Only the lines of the data below from the one with "let def_objects: Vec<_>" through the one with "if let (Some(x), Some(y))" are wanted. Repeat them exactly.

[Stored data]
+ + + + + + +

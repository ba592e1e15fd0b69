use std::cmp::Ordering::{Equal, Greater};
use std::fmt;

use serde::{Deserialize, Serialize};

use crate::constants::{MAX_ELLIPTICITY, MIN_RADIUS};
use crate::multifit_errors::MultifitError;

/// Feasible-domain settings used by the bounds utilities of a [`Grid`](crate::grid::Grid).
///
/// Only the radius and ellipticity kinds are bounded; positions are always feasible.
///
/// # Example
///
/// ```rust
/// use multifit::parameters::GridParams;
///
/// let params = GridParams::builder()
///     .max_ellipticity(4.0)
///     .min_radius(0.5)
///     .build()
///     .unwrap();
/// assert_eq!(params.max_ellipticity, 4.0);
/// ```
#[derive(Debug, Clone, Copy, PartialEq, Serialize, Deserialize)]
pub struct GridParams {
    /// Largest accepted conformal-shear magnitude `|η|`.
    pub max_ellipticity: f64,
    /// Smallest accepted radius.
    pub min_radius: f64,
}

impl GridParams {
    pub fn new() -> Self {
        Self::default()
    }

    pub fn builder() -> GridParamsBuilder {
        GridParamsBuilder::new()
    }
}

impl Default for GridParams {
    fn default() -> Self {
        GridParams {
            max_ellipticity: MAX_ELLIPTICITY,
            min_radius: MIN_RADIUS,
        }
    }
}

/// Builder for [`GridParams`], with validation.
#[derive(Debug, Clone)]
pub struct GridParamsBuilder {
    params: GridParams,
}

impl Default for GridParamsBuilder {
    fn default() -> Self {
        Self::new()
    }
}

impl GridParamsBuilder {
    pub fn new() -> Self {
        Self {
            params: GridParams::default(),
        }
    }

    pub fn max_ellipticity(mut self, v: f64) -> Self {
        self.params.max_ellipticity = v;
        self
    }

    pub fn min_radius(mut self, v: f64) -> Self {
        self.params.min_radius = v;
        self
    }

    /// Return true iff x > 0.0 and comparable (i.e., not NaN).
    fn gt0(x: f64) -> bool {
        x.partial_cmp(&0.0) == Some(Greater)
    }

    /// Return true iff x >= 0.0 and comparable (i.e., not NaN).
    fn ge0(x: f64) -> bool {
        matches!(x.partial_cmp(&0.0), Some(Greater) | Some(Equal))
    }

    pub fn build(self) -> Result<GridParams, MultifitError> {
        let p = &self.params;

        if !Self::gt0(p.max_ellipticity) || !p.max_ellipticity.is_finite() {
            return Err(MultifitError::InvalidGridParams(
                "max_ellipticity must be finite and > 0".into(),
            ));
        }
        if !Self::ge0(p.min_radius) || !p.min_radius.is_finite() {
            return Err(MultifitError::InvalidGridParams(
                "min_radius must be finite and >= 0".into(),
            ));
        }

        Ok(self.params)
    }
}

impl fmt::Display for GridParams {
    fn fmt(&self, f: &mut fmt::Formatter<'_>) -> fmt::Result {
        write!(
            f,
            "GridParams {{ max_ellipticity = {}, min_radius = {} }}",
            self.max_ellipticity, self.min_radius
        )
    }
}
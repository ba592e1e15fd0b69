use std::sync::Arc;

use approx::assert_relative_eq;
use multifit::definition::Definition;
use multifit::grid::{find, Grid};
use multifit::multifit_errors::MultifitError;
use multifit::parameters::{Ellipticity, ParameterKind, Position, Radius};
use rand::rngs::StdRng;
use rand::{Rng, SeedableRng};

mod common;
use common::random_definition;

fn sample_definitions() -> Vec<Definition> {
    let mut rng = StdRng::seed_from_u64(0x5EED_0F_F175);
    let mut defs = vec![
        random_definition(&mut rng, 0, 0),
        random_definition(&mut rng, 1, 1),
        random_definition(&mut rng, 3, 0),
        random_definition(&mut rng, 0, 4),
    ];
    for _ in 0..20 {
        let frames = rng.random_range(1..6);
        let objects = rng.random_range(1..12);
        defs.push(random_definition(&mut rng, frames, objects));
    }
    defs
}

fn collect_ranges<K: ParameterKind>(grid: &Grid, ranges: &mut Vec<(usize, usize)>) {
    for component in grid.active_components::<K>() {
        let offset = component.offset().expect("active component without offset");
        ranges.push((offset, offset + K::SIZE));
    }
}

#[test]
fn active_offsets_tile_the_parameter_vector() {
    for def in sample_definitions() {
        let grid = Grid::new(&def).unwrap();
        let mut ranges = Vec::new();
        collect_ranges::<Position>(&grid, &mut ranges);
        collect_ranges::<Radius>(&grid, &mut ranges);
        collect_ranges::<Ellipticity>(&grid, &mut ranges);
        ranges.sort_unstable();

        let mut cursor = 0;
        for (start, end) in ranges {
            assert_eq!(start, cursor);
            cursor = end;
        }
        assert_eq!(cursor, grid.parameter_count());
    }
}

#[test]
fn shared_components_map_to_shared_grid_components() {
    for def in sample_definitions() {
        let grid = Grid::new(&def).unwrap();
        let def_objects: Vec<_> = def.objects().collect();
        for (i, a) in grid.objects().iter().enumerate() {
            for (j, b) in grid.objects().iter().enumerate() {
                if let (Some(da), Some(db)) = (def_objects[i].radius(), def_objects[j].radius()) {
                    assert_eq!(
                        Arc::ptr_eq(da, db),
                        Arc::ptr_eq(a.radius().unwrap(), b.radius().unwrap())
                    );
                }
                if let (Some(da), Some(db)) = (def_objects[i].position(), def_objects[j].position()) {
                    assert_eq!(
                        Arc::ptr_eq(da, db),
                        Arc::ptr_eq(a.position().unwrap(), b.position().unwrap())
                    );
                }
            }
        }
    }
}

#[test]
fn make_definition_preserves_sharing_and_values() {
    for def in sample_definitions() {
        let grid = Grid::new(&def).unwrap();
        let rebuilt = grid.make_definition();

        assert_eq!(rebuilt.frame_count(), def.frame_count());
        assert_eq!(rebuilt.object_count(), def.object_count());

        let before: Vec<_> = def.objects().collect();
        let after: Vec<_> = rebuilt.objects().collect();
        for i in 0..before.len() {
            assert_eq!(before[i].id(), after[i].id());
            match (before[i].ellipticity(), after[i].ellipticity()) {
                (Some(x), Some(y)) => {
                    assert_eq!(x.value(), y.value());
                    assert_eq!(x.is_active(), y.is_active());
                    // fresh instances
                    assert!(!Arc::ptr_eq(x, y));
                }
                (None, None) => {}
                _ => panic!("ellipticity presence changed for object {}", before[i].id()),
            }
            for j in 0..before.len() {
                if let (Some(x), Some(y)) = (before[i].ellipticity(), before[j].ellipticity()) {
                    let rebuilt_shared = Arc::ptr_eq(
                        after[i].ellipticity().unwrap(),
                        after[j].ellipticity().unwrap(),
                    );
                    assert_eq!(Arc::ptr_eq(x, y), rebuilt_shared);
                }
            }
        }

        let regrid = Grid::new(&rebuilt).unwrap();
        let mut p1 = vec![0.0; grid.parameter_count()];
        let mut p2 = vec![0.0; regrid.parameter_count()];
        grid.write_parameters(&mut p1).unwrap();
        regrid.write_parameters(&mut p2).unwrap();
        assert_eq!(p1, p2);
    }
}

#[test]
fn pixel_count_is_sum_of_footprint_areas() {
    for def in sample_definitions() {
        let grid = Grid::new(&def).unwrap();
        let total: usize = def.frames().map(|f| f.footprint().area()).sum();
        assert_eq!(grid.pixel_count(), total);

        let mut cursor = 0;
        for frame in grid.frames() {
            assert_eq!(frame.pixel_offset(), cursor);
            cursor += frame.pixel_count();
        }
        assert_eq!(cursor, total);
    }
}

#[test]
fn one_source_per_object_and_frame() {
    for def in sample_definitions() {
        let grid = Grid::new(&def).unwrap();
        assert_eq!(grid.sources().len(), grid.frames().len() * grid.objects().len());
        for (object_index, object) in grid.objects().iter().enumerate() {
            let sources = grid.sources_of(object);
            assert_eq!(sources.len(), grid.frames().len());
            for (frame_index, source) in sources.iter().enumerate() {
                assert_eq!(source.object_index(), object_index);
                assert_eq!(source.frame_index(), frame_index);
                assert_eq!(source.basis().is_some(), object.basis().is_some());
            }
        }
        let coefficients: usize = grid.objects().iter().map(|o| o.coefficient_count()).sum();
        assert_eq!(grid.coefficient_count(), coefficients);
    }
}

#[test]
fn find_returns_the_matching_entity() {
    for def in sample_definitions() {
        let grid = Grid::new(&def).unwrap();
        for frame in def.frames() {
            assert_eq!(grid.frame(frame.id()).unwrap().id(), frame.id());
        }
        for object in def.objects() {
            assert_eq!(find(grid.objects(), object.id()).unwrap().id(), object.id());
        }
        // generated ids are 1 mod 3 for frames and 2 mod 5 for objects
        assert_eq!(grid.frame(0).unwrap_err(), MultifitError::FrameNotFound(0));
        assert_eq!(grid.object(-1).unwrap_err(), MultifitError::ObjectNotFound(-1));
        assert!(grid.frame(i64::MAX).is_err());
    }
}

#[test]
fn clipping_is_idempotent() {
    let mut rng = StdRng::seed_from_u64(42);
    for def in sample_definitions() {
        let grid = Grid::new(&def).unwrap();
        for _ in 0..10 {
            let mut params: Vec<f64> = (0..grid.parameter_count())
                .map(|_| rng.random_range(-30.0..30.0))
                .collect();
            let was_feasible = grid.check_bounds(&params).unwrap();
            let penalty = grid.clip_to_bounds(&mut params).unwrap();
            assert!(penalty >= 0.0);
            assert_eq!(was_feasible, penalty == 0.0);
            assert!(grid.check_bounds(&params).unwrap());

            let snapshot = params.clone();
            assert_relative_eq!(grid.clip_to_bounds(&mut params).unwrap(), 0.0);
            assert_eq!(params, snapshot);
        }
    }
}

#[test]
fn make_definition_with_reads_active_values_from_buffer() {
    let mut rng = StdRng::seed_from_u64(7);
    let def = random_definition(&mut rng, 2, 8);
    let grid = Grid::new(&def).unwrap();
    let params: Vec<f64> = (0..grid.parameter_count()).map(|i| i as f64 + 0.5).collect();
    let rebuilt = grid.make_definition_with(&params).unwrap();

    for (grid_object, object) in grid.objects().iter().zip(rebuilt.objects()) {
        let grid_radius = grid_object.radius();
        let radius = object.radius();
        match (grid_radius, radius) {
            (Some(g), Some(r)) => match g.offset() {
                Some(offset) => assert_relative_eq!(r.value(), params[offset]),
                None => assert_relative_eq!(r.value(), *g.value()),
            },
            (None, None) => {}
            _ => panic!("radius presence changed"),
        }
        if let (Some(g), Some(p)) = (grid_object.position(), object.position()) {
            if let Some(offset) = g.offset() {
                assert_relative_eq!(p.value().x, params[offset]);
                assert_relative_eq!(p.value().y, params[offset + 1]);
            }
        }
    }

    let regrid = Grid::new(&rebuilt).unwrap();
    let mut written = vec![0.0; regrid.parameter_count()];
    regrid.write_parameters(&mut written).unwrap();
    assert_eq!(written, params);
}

+ + + + + + +

▶ _Answer to this exercise_
        let def_objects: Vec<_> = def.objects().collect();
        for (i, a) in grid.objects().iter().enumerate() {
            for (j, b) in grid.objects().iter().enumerate() {
                if let (Some(da), Some(db)) = (def_objects[i].radius(), def_objects[j].radius()) {
                    assert_eq!(
                        Arc::ptr_eq(da, db),
                        Arc::ptr_eq(a.radius().unwrap(), b.radius().unwrap())
                    );
                }
                if let (Some(da), Some(db)) = (def_objects[i].position(), def_objects[j].position()) {
                    assert_eq!(
                        Arc::ptr_eq(da, db),
                        Arc::ptr_eq(a.position().unwrap(), b.position().unwrap())
                    );
                }
            }
        }
    }
}

#[test]
fn make_definition_preserves_sharing_and_values() {
    for def in sample_definitions() {
        let grid = Grid::new(&def).unwrap();
        let rebuilt = grid.make_definition();

        assert_eq!(rebuilt.frame_count(), def.frame_count());
        assert_eq!(rebuilt.object_count(), def.object_count());

        let before: Vec<_> = def.objects().collect();
        let after: Vec<_> = rebuilt.objects().collect();
        for i in 0..before.len() {
            assert_eq!(before[i].id(), after[i].id());
            match (before[i].ellipticity(), after[i].ellipticity()) {
                (Some(x), Some(y)) => {
                    assert_eq!(x.value(), y.value());
                    assert_eq!(x.is_active(), y.is_active());
                    // fresh instances
                    assert!(!Arc::ptr_eq(x, y));
                }
                (None, None) => {}
                _ => panic!("ellipticity presence changed for object {}", before[i].id()),
            }
            for j in 0..before.len() {
                if let (Some(x), Some(y)) = (before[i].ellipticity(), before[j].ellipticity()) {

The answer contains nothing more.